Fifteen individuals (24.3%) in this cohort were asymptomatic. The most common symptoms included fever in 33 (47.1%), cough in 33 (47.1%), shortness of breath in 28 (40.0%) and fatigue in 28 (40.0%) patients (Table 3). The majority of patients, 45 (64.3%), did not seek or require medical interventions. Medical therapy included the use of antibiotics and steroids. Azithromycin was given to five (7.1%) patients and hydroxychloroquine to six (8.6%). Fourteen (20.0%) patients were hospitalized. There were no significant differences in demographics, HCM characteristics, or co-morbidity profile between the hospitalized and the non-hospitalized group. However, there were differences in presenting symptoms between the groups, as expected. The majority of hospitalized patients presented with shortness of breath, cough and fever than the non-hospitalized patients, 13 (92.9%) vs. 15 (26.8%), p < 0.001, 10 (71.4%) vs. 23 (41%), p = 0.042, and 10 (71.4%) vs. 23 (41%), p = 0.042, respectively. Furthermore, treatment differed between the hospitalized and non-hospitalized patients, with hospitalized patients utilizing more antibiotic therapy. Four of the hospitalized individuals required intensive care and three required intubation and mechanical ventilation. Two patients (2.9%) died during hospital admission, one woman and one man, both non-Hispanic whites, ages 69 and 71 years, and both obese, with BMI of 38 and 35.3 kg/m². The female patient had non-obstructive HCM (maximal wall thickness 23 mm), hypertension, hyperlipidemia, non-obstructive coronary artery disease, non-insulin dependent diabetes, COPD, liver steatosis, paroxysmal atrial fibrillation, chronic renal disease, and an implantable cardiac defibrillator for primary prevention of sudden cardiac death. The male patient had obstructive HCM with SAM, LVOT obstruction with a peak LVOT gradient at rest of 108 mmHg, moderate aortic valve stenosis and obstructive sleep apnea. In addition, two (2.9%) patients presented with non-fatal pulmonary embolisms, one of whom was also found to have a tibial deep vein thrombosis and presented with atrial fibrillation requiring electrical cardioversion. One patient (1.4%) presented with acute decompensated heart failure requiring intravenous diuretics.

TABLE 3

Table 3. COVID-19 symptoms, treatment, outcomes.

Discussion

This study is the first to examine the clinical course and outcomes of COVID-19 in patients with HCM, a significant proportion of whom had prior septal myectomy surgery and implantable cardioverter defibrillators. The hospital admission rate was high at 20%.The case fatality rate in this sample was similar to the general population (1). Both individuals who died had multiple co-morbid conditions associated with higher morbidity and mortality [2, 3.] Among hospitalized patients, the distribution of non-obstructive and obstructive HCM patients mirrors the distribution in unselected HCM cohorts (10). There were no significant differences in demographics, HCM characteristics, or COVID-19 risk factors between the hospitalized and not hospitalized group. One reason for this may be that only four patients required an ICU level of care. Moreover, a majority of the non-ICU hospitalized patients were treated with supportive care. It is likely that most were admitted for observation and monitoring of possible COVID-19 related deterioration, given that the presenting COVID-19 related symptom of the vast majority of hospitalized patients was shortness of breath. The overall low numbers of seriously ill HCM patients with COVID-19 in the sample preclude an adequate statistical analysis on risk profiles. Two patients presented with non-fatal pulmonary embolisms, a known complication of COVID-19 (11). Furthermore, even though one patient presented with acute decompensated heart failure, this is not uncommon in the setting of acute illness (12).

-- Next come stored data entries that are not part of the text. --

use serde_json::Value;

use crate::core::signal::now_epoch;

#[derive(Debug, Clone, Copy, PartialEq, Eq, serde::Serialize, serde::Deserialize)]
#[serde(rename_all = "snake_case")]
pub enum TaskState {
    Queued,
    Running,
    AwaitingChild,
    Completed,
    Failed,
    Cancelled,
}

impl TaskState {
    pub fn as_str(self) -> &'static str {
        match self {
            TaskState::Queued => "queued",
            TaskState::Running => "running",
            TaskState::AwaitingChild => "awaiting_child",
            TaskState::Completed => "completed",
            TaskState::Failed => "failed",
            TaskState::Cancelled => "cancelled",
        }
    }

    pub fn from_status(value: &str) -> Option<Self> {
        match value {
            "queued" => Some(TaskState::Queued),
            "running" => Some(TaskState::Running),
            "awaiting_child" => Some(TaskState::AwaitingChild),
            "completed" => Some(TaskState::Completed),
            "failed" => Some(TaskState::Failed),
            "cancelled" => Some(TaskState::Cancelled),
            _ => None,
        }
    }

    pub fn is_terminal(self) -> bool {
        matches!(
            self,
            TaskState::Completed | TaskState::Failed | TaskState::Cancelled
        )
    }
}

/// A unit of agent work. Owned by the store; workers hold a lease on it
/// while Running. Never mutated after reaching a terminal state.
#[derive(Debug, Clone, serde::Serialize, serde::Deserialize)]
pub struct Task {
    pub id: String,
    pub requester_id: String,
    pub agent_id: String,
    pub inputs: Value,
    pub state: TaskState,
    pub output: Option<String>,
    pub error: Option<String>,
    pub created_at: i64,
    pub completed_at: Option<i64>,
    pub parent_id: Option<String>,
    pub idempotency_key: Option<String>,
    pub conversation_id: Option<String>,
    pub lease_until: Option<i64>,
}

impl Task {
    pub fn new(requester_id: &str, agent_id: &str, inputs: Value) -> Self {
        Self {
            id: uuid::Uuid::new_v4().to_string(),
            requester_id: requester_id.to_string(),
            agent_id: agent_id.to_string(),
            inputs,
            state: TaskState::Queued,
            output: None,
            error: None,
            created_at: now_epoch(),
            completed_at: None,
            parent_id: None,
            idempotency_key: None,
            conversation_id: None,
            lease_until: None,
        }
    }

    pub fn with_parent(mut self, parent_id: &str) -> Self {
        self.parent_id = Some(parent_id.to_string());
        self
    }

    pub fn with_idempotency_key(mut self, key: Option<String>) -> Self {
        self.idempotency_key = key;
        self
    }

    pub fn with_conversation(mut self, conversation_id: Option<String>) -> Self {
        self.conversation_id = conversation_id;
        self
    }
}

#[derive(Debug, Clone, Copy, PartialEq, Eq, serde::Serialize, serde::Deserialize)]
#[serde(rename_all = "snake_case")]
pub enum JobKind {
    AgentTask,
    Research,
    WebhookFollowUp,
    ScrapeFetch,
}

/// Queue payload pointing back at a task. `attempt` counts requeues; the
/// worker's retry ladder reads it.
#[derive(Debug, Clone, serde::Serialize, serde::Deserialize)]
pub struct Job {
    pub id: String,
    pub kind: JobKind,
    pub task_id: String,
    pub payload: Value,
    pub attempt: u32,
}

impl Job {
    pub fn new(kind: JobKind, task_id: &str, payload: Value) -> Self {
        Self {
            id: uuid::Uuid::new_v4().to_string(),
            kind,
            task_id: task_id.to_string(),
            payload,
            attempt: 0,
        }
    }
}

Prior reports have noted that there is ACE2 receptor upregulation in HCM tissue specimens (7), and ACE2 is the entry point of SARS-Cov-2. One small study examined cardiac samples from individuals with dilated cardiomyopathy, hypertrophic cardiomyopathy and healthy controls, which also supported upregulation of ACE2 in HCM tissue, but did not observe a difference in ACE2 expression between HCM patients taking ACE inhibitor medicines and those who did not (13). However, the clinical impact of this upregulation in HCM is unclear. Our study is the first to examine the clinical impact of COVID-19 on HCM patients in real world conditions. Our data suggest that HCM may not in itself contribute to worse clinical outcomes from COVID-19, above other established risk factors, such as age and obesity. Further studies in larger cohorts of patients with HCM and COVID-19 are needed.

Limitations of this study include the possibility of selection bias, underreporting and asymptomatic infections leading to a high admission rate. Furthermore, the relatively small sample size may limit the generalization of results. However, our cohort is representative of a diverse population. Last, as patients with HCM were deemed high risk for COVID-19 complications along with other types of cardiovascular disease, this awareness may have led to strict adherence with social distancing recommendations, which may have been the cause of a lower infection rate.

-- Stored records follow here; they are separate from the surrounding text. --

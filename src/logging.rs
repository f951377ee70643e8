use tracing_subscriber::EnvFilter;

/// Install the process-wide tracing subscriber. `RUST_LOG` overrides the
/// default filter. Safe to call more than once (later calls are no-ops),
/// which keeps test setups simple.
pub fn init() {
    let filter =
        EnvFilter::try_from_default_env().unwrap_or_else(|_| EnvFilter::new("info,crewd=debug"));
    let _ = tracing_subscriber::fmt()
        .with_env_filter(filter)
        .with_target(true)
        .try_init();
}
//! Abstract persistence boundary. The engine only ever talks to `Store`;
//! the sqlite implementation below is the in-process default.

mod sqlite;

pub use sqlite::SqliteStore;

use async_trait::async_trait;
use serde_json::Value;

use crate::core::orchestrator::types::{Task, TaskState};
use crate::error::Result;

#[derive(Debug, Clone, Copy, PartialEq, Eq, serde::Serialize, serde::Deserialize)]
#[serde(rename_all = "snake_case")]
pub enum Role {
    User,
    Assistant,
    System,
}

impl Role {
    pub fn as_str(self) -> &'static str {
        match self {
            Role::User => "user",
            Role::Assistant => "assistant",
            Role::System => "system",
        }
    }

    pub fn from_str(value: &str) -> Option<Self> {
        match value {
            "user" => Some(Role::User),
            "assistant" => Some(Role::Assistant),
            "system" => Some(Role::System),
            _ => None,
        }
    }
}

#[derive(Debug, Clone, serde::Serialize, serde::Deserialize)]
pub struct ConversationMessage {
    pub conversation_id: String,
    pub seq: i64,
    pub role: Role,
    pub speaker: Option<String>,
    pub content: String,
    pub created_at: i64,
}

#[derive(Debug, Clone, serde::Serialize, serde::Deserialize)]
pub struct WebhookAuditEntry {
    pub endpoint: String,
    pub external_id: String,
    pub signature_valid: bool,
    pub headers: Value,
    pub received_at: i64,
}

#[async_trait]
pub trait Store: Send + Sync {
    // ── tasks ──
    async fn insert_task(&self, task: &Task) -> Result<()>;
    async fn get_task(&self, id: &str) -> Result<Task>;

    /// Compare-and-set the task state. Terminal states are frozen: a CAS
    /// away from one always reports false. `lease_until` replaces the
    /// current lease when given.
    async fn cas_task_state(
        &self,
        id: &str,
        from: TaskState,
        to: TaskState,
        lease_until: Option<i64>,
    ) -> Result<bool>;

    /// Write output-or-error and the completion timestamp. Exactly one of
    /// `output`/`error` is set by callers moving a task to a terminal
    /// state; a task that already reached one is left untouched, so a
    /// stale worker cannot rewrite history.
    async fn set_task_output(
        &self,
        id: &str,
        output: Option<&str>,
        error: Option<&str>,
        completed_at: Option<i64>,
    ) -> Result<()>;

    async fn extend_task_lease(&self, id: &str, lease_until: i64) -> Result<()>;

    /// Live (non-terminal) task for a requester's idempotency key, if any.
    async fn find_live_task(&self, requester: &str, idempotency_key: &str)
    -> Result<Option<Task>>;

    async fn list_tasks_by_requester(&self, requester: &str, limit: usize) -> Result<Vec<Task>>;
    async fn children_of(&self, parent_id: &str) -> Result<Vec<Task>>;

    // ── conversation log ──

    /// Append a message; returns the per-conversation sequence number,
    /// strictly increasing with no gaps.
    async fn append_message(
        &self,
        conversation_id: &str,
        role: Role,
        speaker: Option<&str>,
        content: &str,
    ) -> Result<i64>;

    /// Most recent `n` messages in sequence order (oldest of the window
    /// first).
    async fn recent_messages(
        &self,
        conversation_id: &str,
        n: usize,
    ) -> Result<Vec<ConversationMessage>>;

    // ── webhook audit ──
    async fn insert_audit_entry(&self, entry: &WebhookAuditEntry) -> Result<()>;
    async fn lookup_audit_entry(
        &self,
        endpoint: &str,
        external_id: &str,
    ) -> Result<Option<WebhookAuditEntry>>;

    // ── opaque domain entities ──
    async fn insert_domain_entity(
        &self,
        kind: &str,
        requester_id: &str,
        payload: &Value,
    ) -> Result<String>;
}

In conclusion, our data suggest that HCM in itself does not carry a higher risk of COVID-19 disease severity and complications. Established risk factors for severe COVID-19, such as age and obesity may be more influential.

Data Availability Statement

The raw data supporting the conclusions of this article will be made available by the authors upon reasonable request.

Ethics Statement

The studies involving human participants were reviewed and approved by NYU Langone Health Institutional Review Board. Written informed consent for participation was not required for this study in accordance with the national legislation and the institutional requirements.

Author Contributions

MA: conceptualization, methodology, formal analysis, investigation, data curation, and writing—original draft. MR: investigation, writing—review, and editing. AS: investigation. MS: writing—review and editing. DM: conceptualization, methodology, data curation, supervision, and writing—original draft. All authors on this manuscript have fulfilled the criteria for authorship as set forth by the ICMJE guidelines.

Funding

This study was supported by internal funds from the Leon H. Charney Division of Cardiology, Department of Medicine, NYU Langone Health.

Conflict of Interest

MA reports modest advisory board fees from MyoKardia, Inc. MR reports modest advisory board fees from MyoKardia, Inc. MS reports consulting fees from Celltrion. DM reports consulting fees from Bristol Myers Squibb.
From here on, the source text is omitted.